**WHAT THE TASK REQUIRES**
This exercise calls for a copy of every line in the listing below that carries the word "side".

**DATA SECTION**
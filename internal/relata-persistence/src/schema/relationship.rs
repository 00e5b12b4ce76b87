/// Kind of link between two entities.
#[derive(Debug, Clone, Copy, PartialEq, Eq)]
pub enum RelationshipKind {
    /// The target holds a foreign key to the owner, at most one target.
    HasOne,

    /// The target holds a foreign key to the owner, any number of targets.
    HasMany,

    /// The owner holds a foreign key to the target.
    BelongsTo,

    /// Owner and target are linked through a join table.
    ManyToMany,
}

impl RelationshipKind {
    /// Return true if the relationship resolves to a list of targets.
    pub fn is_collection(&self) -> bool {
        matches!(self, Self::HasMany | Self::ManyToMany)
    }
}

/// Join table of a many-to-many relationship.
#[derive(Debug, Clone, PartialEq, Eq)]
pub struct JoinTable {
    table: String,
    owner_column: String,
    target_column: String,
}

impl JoinTable {
    /// [JoinTable] factory
    pub fn new(table: &str, owner_column: &str, target_column: &str) -> Self {
        Self {
            table: table.to_string(),
            owner_column: owner_column.to_string(),
            target_column: target_column.to_string(),
        }
    }

    /// Table name
    pub fn table(&self) -> &str {
        &self.table
    }

    /// Column referencing the owner key
    pub fn owner_column(&self) -> &str {
        &self.owner_column
    }

    /// Column referencing the target key
    pub fn target_column(&self) -> &str {
        &self.target_column
    }
}

/// Relationship declared on an owner entity.
///
/// Except for many-to-many relationships, owner and target rows are linked by
/// `target.target_key = owner.owner_key`:
/// * has-one and has-many: `owner_key` is the owner primary key and
///   `target_key` the foreign key on the target table,
/// * belongs-to: `owner_key` is the foreign key on the owner table and
///   `target_key` the target primary key.
///
/// Many-to-many relationships go through their [JoinTable]:
/// `join.owner_column = owner.owner_key` and `join.target_column = target.target_key`.
#[derive(Debug, Clone, PartialEq, Eq)]
pub struct RelationshipDescriptor {
    name: String,
    kind: RelationshipKind,
    target_kind: String,
    owner_key: String,
    target_key: String,
    join_table: Option<JoinTable>,
}

impl RelationshipDescriptor {
    const DEFAULT_KEY: &'static str = "id";

    fn new(
        name: &str,
        kind: RelationshipKind,
        target_kind: &str,
        owner_key: &str,
        target_key: &str,
    ) -> Self {
        Self {
            name: name.to_string(),
            kind,
            target_kind: target_kind.to_string(),
            owner_key: owner_key.to_string(),
            target_key: target_key.to_string(),
            join_table: None,
        }
    }

    /// Target rows reference the owner with `foreign_key`, at most one target.
    pub fn has_one(name: &str, target_kind: &str, foreign_key: &str) -> Self {
        Self::new(
            name,
            RelationshipKind::HasOne,
            target_kind,
            Self::DEFAULT_KEY,
            foreign_key,
        )
    }

    /// Target rows reference the owner with `foreign_key`.
    pub fn has_many(name: &str, target_kind: &str, foreign_key: &str) -> Self {
        Self::new(
            name,
            RelationshipKind::HasMany,
            target_kind,
            Self::DEFAULT_KEY,
            foreign_key,
        )
    }

    /// The owner row references its target with `foreign_key`.
    pub fn belongs_to(name: &str, target_kind: &str, foreign_key: &str) -> Self {
        Self::new(
            name,
            RelationshipKind::BelongsTo,
            target_kind,
            foreign_key,
            Self::DEFAULT_KEY,
        )
    }

    /// Owner and target rows are linked by the rows of `join_table`.
    pub fn many_to_many(name: &str, target_kind: &str, join_table: JoinTable) -> Self {
        Self {
            join_table: Some(join_table),
            ..Self::new(
                name,
                RelationshipKind::ManyToMany,
                target_kind,
                Self::DEFAULT_KEY,
                Self::DEFAULT_KEY,
            )
        }
    }

    /// Override the owner side key column (defaults to `id` unless it is the foreign key).
    pub fn with_owner_key(mut self, column: &str) -> Self {
        self.owner_key = column.to_string();
        self
    }

    /// Override the target side key column (defaults to `id` unless it is the foreign key).
    pub fn with_target_key(mut self, column: &str) -> Self {
        self.target_key = column.to_string();
        self
    }

    /// Relationship name, also used as SQL alias when joined
    pub fn name(&self) -> &str {
        &self.name
    }

    /// Relationship kind
    pub fn kind(&self) -> RelationshipKind {
        self.kind
    }

    /// Entity kind of the targets
    pub fn target_kind(&self) -> &str {
        &self.target_kind
    }

    /// Key column on the owner table
    pub fn owner_key(&self) -> &str {
        &self.owner_key
    }

    /// Key column on the target table
    pub fn target_key(&self) -> &str {
        &self.target_key
    }

    /// Join table, many-to-many relationships only
    pub fn join_table(&self) -> Option<&JoinTable> {
        self.join_table.as_ref()
    }
}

**REPLY**
    /// Override the owner side key column (defaults to `id` unless it is the foreign key).
    /// Override the target side key column (defaults to `id` unless it is the foreign key).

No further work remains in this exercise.